As with most IR topics, enterprise bargaining has taken its fair share of beatings. Employer groups continue to call for tighter controls and unions call for loosening of the chains. But what will the next era hold for this contentious industrial relations issue?
Once again while there are certain aspects from both sides that have some merit, the fact remains that the bargaining provisions of the act do not restrict the employers from achieving productivity improvements during bargaining. They do not restrict employers from achieving flexibility during bargaining.
The only aspect of the provisions that truly hurts employers is the unions ability to bargain for anything… and everything.
During the Workchoices era, the word “union” couldn’t even appear in an agreement. Whilst this is not quite technically correct, some employers took it upon themselves to turn the screws while they had the chance. Matters pertaining directly to the employment relationship were strictly controlled, and any deviation was met with the cone of silence.
Some practitioners now purely view the last two years of bargaining as the union clawing back what Workchoices took away. This is correct, but I think it is really the calm before the storm.
So what then happens for the next round of bargaining? The answer is simple: Expect the unions to push, and push hard.
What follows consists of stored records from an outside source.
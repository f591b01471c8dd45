use serde::{Deserialize, Serialize};

use crate::estimate::{DEFAULT_AVERAGE_OUTPUT_TOKENS, DEFAULT_MODEL};
use crate::executor::traits::DEFAULT_LANGUAGE_TAGS;
use crate::executor::DEFAULT_CONCURRENCY;

#[derive(Debug, Clone, Default, Serialize, Deserialize)]
pub struct AppConfig {
    #[serde(default)]
    pub logging: LoggingConfig,

    #[serde(default)]
    pub executor: ExecutorConfig,

    #[serde(default)]
    pub generation: GenerationConfig,

    #[serde(default)]
    pub estimate: EstimateConfig,

    #[serde(default)]
    pub report: ReportConfig,
}

#[derive(Debug, Clone, Serialize, Deserialize)]
pub struct LoggingConfig {
    #[serde(default = "default_logging_enabled")]
    pub enabled: bool,

    /// If true, log to stderr.
    #[serde(default = "default_logging_console")]
    pub console: bool,

    /// If true, log to a file under `directory` (or OS temp dir if unset).
    #[serde(default = "default_logging_file")]
    pub file: bool,

    /// EnvFilter string, e.g. "info" or "enkai_core=debug".
    #[serde(default = "default_logging_level")]
    pub level: String,

    /// Optional directory for log files. If empty or unset, uses OS temp dir.
    #[serde(default)]
    pub directory: Option<String>,
}

fn default_logging_enabled() -> bool {
    true
}

fn default_logging_console() -> bool {
    true
}

fn default_logging_file() -> bool {
    false
}

fn default_logging_level() -> String {
    "info".to_string()
}

impl Default for LoggingConfig {
    fn default() -> Self {
        Self {
            enabled: default_logging_enabled(),
            console: default_logging_console(),
            file: default_logging_file(),
            level: default_logging_level(),
            directory: None,
        }
    }
}

pub const DEFAULT_PREAMBLE: &str = "\
You are an expert programmer who follows AI-First development principles.
Always follow these rules when generating code:

1. Fully self-contained: one file = one complete feature
2. Minimal external dependencies: only standard React/Next.js
3. Duplicated code is welcome: every file must be understandable on its own
4. Keep everything inside the file: use useState/useReducer, no custom hooks
5. Use TypeScript, with Japanese language support

Output only the generated code, no explanations.";

#[derive(Debug, Clone, Serialize, Deserialize)]
pub struct ExecutorConfig {
    /// Maximum number of generation jobs in flight.
    #[serde(default = "default_concurrency")]
    pub concurrency: usize,

    /// Prepend `preamble` to every prompt.
    #[serde(default = "default_preamble_enabled")]
    pub preamble_enabled: bool,

    #[serde(default = "default_preamble")]
    pub preamble: String,

    /// Info-string tags accepted by the fenced code extractor.
    #[serde(default = "default_language_tags")]
    pub language_tags: Vec<String>,

    #[serde(default = "default_progress_bar")]
    pub progress_bar: bool,
}

fn default_concurrency() -> usize {
    DEFAULT_CONCURRENCY
}

fn default_preamble_enabled() -> bool {
    true
}

fn default_preamble() -> String {
    DEFAULT_PREAMBLE.to_string()
}

fn default_language_tags() -> Vec<String> {
    DEFAULT_LANGUAGE_TAGS.iter().map(|t| t.to_string()).collect()
}

fn default_progress_bar() -> bool {
    true
}

impl Default for ExecutorConfig {
    fn default() -> Self {
        Self {
            concurrency: default_concurrency(),
            preamble_enabled: default_preamble_enabled(),
            preamble: default_preamble(),
            language_tags: default_language_tags(),
            progress_bar: default_progress_bar(),
        }
    }
}

/// Sampling profile sent with each generation request.
#[derive(Debug, Clone, Copy, PartialEq, Eq, Default, Serialize, Deserialize)]
#[serde(rename_all = "lowercase")]
pub enum GenerationMode {
    #[default]
    Normal,
    Strict,
    Creative,
}

impl std::str::FromStr for GenerationMode {
    type Err = String;

    fn from_str(s: &str) -> Result<Self, Self::Err> {
        match s.trim().to_ascii_lowercase().as_str() {
            "normal" => Ok(Self::Normal),
            "strict" => Ok(Self::Strict),
            "creative" => Ok(Self::Creative),
            other => Err(format!(
                "unknown generation mode '{other}' (expected normal, strict or creative)"
            )),
        }
    }
}

#[derive(Debug, Clone, Serialize, Deserialize)]
pub struct GenerationConfig {
    #[serde(default = "default_base_url")]
    pub base_url: String,

    #[serde(default = "default_generation_model")]
    pub model: String,

    #[serde(default)]
    pub mode: GenerationMode,

    /// Falls back to `GEMINI_API_KEY` when empty.
    #[serde(default)]
    pub api_key: String,

    #[serde(default = "default_timeout_secs")]
    pub timeout_secs: u64,

    /// Pick a model per task from prompt complexity when none is given.
    #[serde(default)]
    pub auto_model: bool,
}

fn default_base_url() -> String {
    "https://generativelanguage.googleapis.com".to_string()
}

fn default_generation_model() -> String {
    "gemini-2.0-flash".to_string()
}

fn default_timeout_secs() -> u64 {
    120
}

impl Default for GenerationConfig {
    fn default() -> Self {
        Self {
            base_url: default_base_url(),
            model: default_generation_model(),
            mode: GenerationMode::default(),
            api_key: String::new(),
            timeout_secs: default_timeout_secs(),
            auto_model: false,
        }
    }
}

#[derive(Debug, Clone, Serialize, Deserialize)]
pub struct EstimateConfig {
    /// Price tier: "economy" or "premium".
    #[serde(default = "default_estimate_model")]
    pub model: String,

    #[serde(default = "default_average_output_tokens")]
    pub average_output_tokens: u64,
}

fn default_estimate_model() -> String {
    DEFAULT_MODEL.to_string()
}

fn default_average_output_tokens() -> u64 {
    DEFAULT_AVERAGE_OUTPUT_TOKENS
}

impl Default for EstimateConfig {
    fn default() -> Self {
        Self {
            model: default_estimate_model(),
            average_output_tokens: default_average_output_tokens(),
        }
    }
}

#[derive(Debug, Clone, Serialize, Deserialize)]
pub struct ReportConfig {
    #[serde(default = "default_report_enabled")]
    pub enabled: bool,

    #[serde(default = "default_report_directory")]
    pub directory: String,
}

fn default_report_enabled() -> bool {
    true
}

fn default_report_directory() -> String {
    ".".to_string()
}

impl Default for ReportConfig {
    fn default() -> Self {
        Self {
            enabled: default_report_enabled(),
            directory: default_report_directory(),
        }
    }
}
The recent BHP, Qantas and Patricks disputes were but a test of the Industrial Action waters. There are still a large number of agreements due for re-negotiation later this year and into 2013, so stay tuned.
In terms of the ‘Good Faith’ element of bargaining, the Committee on Freedom of Association of the Governing body of the ILO (CFA), an organisation that the union movement hold dear, when it suits their purpose, endorsed the following principles of Good Faith Bargaining:
“It is important that both employers and trade unions bargain in good faith and make every effort to reach an agreement; moreover genuine and constructive negotiations are a necessary component to establish and maintain a relationship of confidence between the parties”
Read into this statement what you will, the truth is that if both sides aren’t prepared to move away from the decades old attachment to adversarial bargaining and aren’t prepared to truly bargain in good faith, then no changes to Fair Work Act will make any difference to anyone, and unfortunately the only ones who will suffer are the employees.